I tend to muscle up on my needles, so they get very bendy. I can usually straighten them out by rolling them between my big anvil and a slab of steel I keep around. It does make them brittle, but I get a little more life out of them.

Jen

 
I prefer sharps (10?12?) for bead embroidery, unless I’m using charlottes and then I have to use a beading needle. As several people have said, I use the largest needle I can get away with – 10 or 12. For awhile I was using size 15 seed beads a lot and used the 15 needles – crispy critters! I’ve had a bad batch of larger John James needles also. That’s when I tried Pony needles, which I liked. And about the same time a friend who sells historical reproduction items for re-enactors gave me some beading needles – I think they are English, but I don’t know if they are JJ. They might be Japanese. They were great though. I really should get some more from her. The most of JJ needles I bought seem to be fine. I have more problems with losing needles than I do breaking them!Cathy

Fortunately, I don’t often lose needles.  Stepping on a few has made me very careful.  I tend to use JJ 12s and 13s most of the time and the 15s when necessary (for some charlottes and gemstones).  I will occasionally use the cheap Indian needles.  For me, they work as well and last as long as the JJ.  I have some sharps but I don’t care for them.  I’ve tried the big eye needles, but the ones I’ve tried have been too large for the beads I use (mostly 15s and charlottes).  I just accept that the 13s and 15s won’t last that long.  Needles aren’t that pricey, so that’s just the way it is.
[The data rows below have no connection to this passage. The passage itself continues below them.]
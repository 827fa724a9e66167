//! CSV rendering for generated reports.

use super::builders::ReportTable;

/// Serializes a report as CSV: a bare header row, then one line per data
/// row with every field double-quoted and interior quotes doubled.
///
/// # Example
///
/// ```
/// use attend_engine::report::{ReportTable, to_csv};
///
/// let table = ReportTable {
///     title: "Overtime Report - 2026-01".to_string(),
///     columns: vec!["Name".to_string(), "OT Pay".to_string()],
///     rows: vec![vec!["Asha Verma".to_string(), "₹700".to_string()]],
/// };
/// assert_eq!(to_csv(&table), "Name,OT Pay\n\"Asha Verma\",\"₹700\"");
/// ```
pub fn to_csv(table: &ReportTable) -> String {
    let mut lines = Vec::with_capacity(table.rows.len() + 1);
    lines.push(table.columns.join(","));
    for row in &table.rows {
        let quoted: Vec<String> = row
            .iter()
            .map(|field| format!("\"{}\"", field.replace('"', "\"\"")))
            .collect();
        lines.push(quoted.join(","));
    }
    lines.join("\n")
}

/// Derives the download filename for a report: the title with whitespace
/// runs replaced by underscores, plus a `.csv` extension.
pub fn report_filename(title: &str) -> String {
    let mut name = title.split_whitespace().collect::<Vec<_>>().join("_");
    name.push_str(".csv");
    name
}
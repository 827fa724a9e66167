//! Application state for the attendance engine API.
//!
//! This module defines the shared application state that is available
//! to all request handlers.

use std::sync::Arc;

use crate::service::AppService;

/// Shared application state.
///
/// Contains the application service, which owns the in-memory snapshot
/// and every mutation; handlers go through it for all operations.
#[derive(Clone)]
pub struct AppState {
    /// The application service.
    service: Arc<AppService>,
}

impl AppState {
    /// Creates a new application state around the given service.
    pub fn new(service: AppService) -> Self {
        Self {
            service: Arc::new(service),
        }
    }

    /// Returns a reference to the application service.
    pub fn service(&self) -> &AppService {
        &self.service
    }
}
//! Employee model and related types.
//!
//! This module defines the Employee struct and SalaryType enum for
//! representing workers tracked by the attendance and payroll engine.

use chrono::{NaiveDate, NaiveTime};
use rust_decimal::Decimal;
use serde::{Deserialize, Serialize};
use uuid::Uuid;

/// How an employee's gross pay is derived from their monthly salary figure.
#[derive(Debug, Clone, Copy, PartialEq, Eq, Serialize, Deserialize, Default)]
#[serde(rename_all = "snake_case")]
pub enum SalaryType {
    /// The monthly salary is paid as-is, with per-day deductions for
    /// absences and half days.
    #[default]
    Fixed,
    /// Pay is hours worked times the derived hourly rate.
    Hourly,
    /// Pay is days attended (half days count 0.5) times the derived
    /// daily rate.
    Daily,
}

/// Represents an employee tracked by the attendance system.
#[derive(Debug, Clone, PartialEq, Serialize, Deserialize)]
pub struct Employee {
    /// Unique identifier for the employee.
    pub id: Uuid,
    /// Human-assigned employee code (e.g., "EMP001"), unique per company.
    pub emp_code: String,
    /// Display name.
    pub name: String,
    /// Department the employee belongs to (free text).
    #[serde(default)]
    pub department: String,
    /// Job title (free text).
    #[serde(default)]
    pub designation: String,
    /// Contact email, if known.
    #[serde(default)]
    pub email: String,
    /// Contact phone, if known.
    #[serde(default)]
    pub phone: String,
    /// The branch this employee is assigned to.
    pub branch_id: Option<Uuid>,
    /// How gross pay is derived from the salary figure.
    #[serde(default)]
    pub salary_type: SalaryType,
    /// The monthly salary figure all rates derive from.
    pub monthly_salary: Decimal,
    /// Currency paid per overtime hour.
    #[serde(default = "default_overtime_rate")]
    pub overtime_rate: Decimal,
    /// Contracted hours per week; used to derive the hourly rate.
    #[serde(default)]
    pub weekly_hours: Option<Decimal>,
    /// Per-employee shift start override; the configured default applies
    /// when unset.
    #[serde(default)]
    pub shift_start: Option<NaiveTime>,
    /// Per-employee shift end override.
    #[serde(default)]
    pub shift_end: Option<NaiveTime>,
    /// The date the employee joined.
    #[serde(default)]
    pub join_date: Option<NaiveDate>,
    /// Paid leave days allotted per month.
    #[serde(default = "default_monthly_leaves")]
    pub monthly_leaves: u32,
    /// Whether the employee is currently active.
    #[serde(default = "default_active")]
    pub active: bool,
}

fn default_overtime_rate() -> Decimal {
    Decimal::new(200, 0)
}

fn default_monthly_leaves() -> u32 {
    12
}

fn default_active() -> bool {
    true
}

impl Employee {
    /// Returns true if this employee passes the given branch filter.
    ///
    /// A filter of `None` matches every employee; otherwise the employee's
    /// branch must equal the filter.
    ///
    /// # Examples
    ///
    /// ```
    /// use attend_engine::models::{Employee, SalaryType};
    /// use rust_decimal::Decimal;
    /// use uuid::Uuid;
    ///
    /// let branch = Uuid::new_v4();
    /// let employee = Employee {
    ///     id: Uuid::new_v4(),
    ///     emp_code: "EMP001".to_string(),
    ///     name: "Asha Verma".to_string(),
    ///     department: "Operations".to_string(),
    ///     designation: String::new(),
    ///     email: String::new(),
    ///     phone: String::new(),
    ///     branch_id: Some(branch),
    ///     salary_type: SalaryType::Fixed,
    ///     monthly_salary: Decimal::new(30000, 0),
    ///     overtime_rate: Decimal::new(200, 0),
    ///     weekly_hours: None,
    ///     shift_start: None,
    ///     shift_end: None,
    ///     join_date: None,
    ///     monthly_leaves: 12,
    ///     active: true,
    /// };
    /// assert!(employee.matches_branch(None));
    /// assert!(employee.matches_branch(Some(branch)));
    /// assert!(!employee.matches_branch(Some(Uuid::new_v4())));
    /// ```
    pub fn matches_branch(&self, filter: Option<Uuid>) -> bool {
        match filter {
            None => true,
            Some(branch_id) => self.branch_id == Some(branch_id),
        }
    }
}
//! Clock-out derivations: worked hours, overtime split, and day status.
//!
//! All figures are derived from the raw in/out interval and only rounded to
//! two decimal places at the end, so the overtime split never drifts from
//! the hours it was computed against.

use chrono::NaiveDateTime;
use rust_decimal::{Decimal, RoundingStrategy};

use crate::config::AttendanceSettings;
use crate::models::AttendanceStatus;

/// The figures a clock-out writes back onto the day's record.
#[derive(Debug, Clone, PartialEq)]
pub struct SessionTotals {
    /// Hours between clock-in and clock-out, rounded to 2 decimal places.
    pub hours_worked: Decimal,
    /// Hours beyond the overtime threshold, rounded to 2 decimal places.
    pub overtime_hours: Decimal,
    /// The final status for the day.
    pub status: AttendanceStatus,
}

/// Rounds to two decimal places, midpoints away from zero.
pub(crate) fn round_two(value: Decimal) -> Decimal {
    value.round_dp_with_strategy(2, RoundingStrategy::MidpointAwayFromZero)
}

/// Fractional hours between two timestamps, at second precision.
pub(crate) fn duration_hours(from: NaiveDateTime, to: NaiveDateTime) -> Decimal {
    let seconds = to.signed_duration_since(from).num_seconds();
    Decimal::from(seconds) / Decimal::from(3600)
}

/// Derives the closing figures for a day from its in/out interval.
///
/// Status resolution, in order:
/// 1. A day shorter than the half-day threshold is a half day, regardless
///    of how the morning started.
/// 2. Otherwise a late clock-in stays late.
/// 3. Otherwise the day is present.
///
/// Overtime is the excess over `overtime_after_hours`, floored at zero.
///
/// # Example
///
/// ```
/// use attend_engine::calculation::close_session;
/// use attend_engine::config::AttendanceSettings;
/// use attend_engine::models::AttendanceStatus;
/// use chrono::NaiveDate;
/// use rust_decimal::Decimal;
///
/// let day = NaiveDate::from_ymd_opt(2026, 1, 15).unwrap();
/// let totals = close_session(
///     day.and_hms_opt(8, 30, 0).unwrap(),
///     day.and_hms_opt(19, 0, 0).unwrap(),
///     AttendanceStatus::Present,
///     &AttendanceSettings::default(),
/// );
/// assert_eq!(totals.hours_worked, Decimal::new(1050, 2)); // 10.50
/// assert_eq!(totals.overtime_hours, Decimal::new(150, 2)); // 1.50
/// assert_eq!(totals.status, AttendanceStatus::Present);
/// ```
pub fn close_session(
    in_time: NaiveDateTime,
    out_time: NaiveDateTime,
    status_at_clock_in: AttendanceStatus,
    settings: &AttendanceSettings,
) -> SessionTotals {
    let raw_hours = duration_hours(in_time, out_time);
    let raw_overtime = (raw_hours - settings.overtime_after_hours).max(Decimal::ZERO);

    let status = if raw_hours < settings.half_day_hours {
        AttendanceStatus::HalfDay
    } else if status_at_clock_in == AttendanceStatus::Late {
        AttendanceStatus::Late
    } else {
        AttendanceStatus::Present
    };

    SessionTotals {
        hours_worked: round_two(raw_hours),
        overtime_hours: round_two(raw_overtime),
        status,
    }
}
8867.23 in reply to 8867.1 
 
I use size 10 Pony needles almost all the time. I can’t stand a bent needle and these stay straight most of the time!

 

SUZANNE COOPER
8867.23 in reply to 8867.1 
 
I use size 10 Pony needles almost all the time. I can’t stand a bent needle and these stay straight most of the time!

 

SUZANNE COOPER

 

8867.23 in reply to 8867.1 
 
  8867.27 in reply to 8867.19 
 
I like my needles getting a gentle curve; I can pick up beads easier that way. My first JJ 12 packet lasted for more than 10 years, and I bought some more from Sandi recently so I may never have to buy more of my regular needles.Marilee

 
I think it interesting that your first packet of needles lasted so long. I’m having a hard time with the finish flaking off the packet of needles I am using right now. It flakes off then gradually the thread snags on the uneven coating. I hope it is only this pack as I’m having to change needles several times for each project.

 
Karen, are they Delica needles?  I have a friend who used them once, and they wore off so quickly she would go through two or three in one small project.  We were thinking it might be something in her skin that caused it.
 
 
I loved my first package of 25 John James size 12 needles. They rarely broke, just got nice and bendy. And if I worked slowly and carefully, I could even gently straighten most of the bends with two pairs of pliers. That package lasted almost two years, and I’ve only used two from a package of 10 JJ size 13 purchased at the same time.About two months ago, I purchased another package of 25 JJ size 12. They are twisted, rough, and break easily, especially near the eye; 12 are already broken. After grumbling and muttering, I read the fine print on the package and see that JJ are now made in China. And JJ is now owned by Entaco Ltd.
 
 

from John James Company:

 

The John James factory was sold to new owners who are Chinese.  They did have a couple of batches of needles that were incorrectly annealed and snapped very easily.  They seem to have gotten that back under control again and are producing quality needles again.  We accepted bad needles back and exchanged them.  We also went through our stock and threw out any bad packages.  We lost a bit of money, but it’s nothing short of frustrating to work with bad tools and we were happy to make sure that the products functioned the way they were supposed to.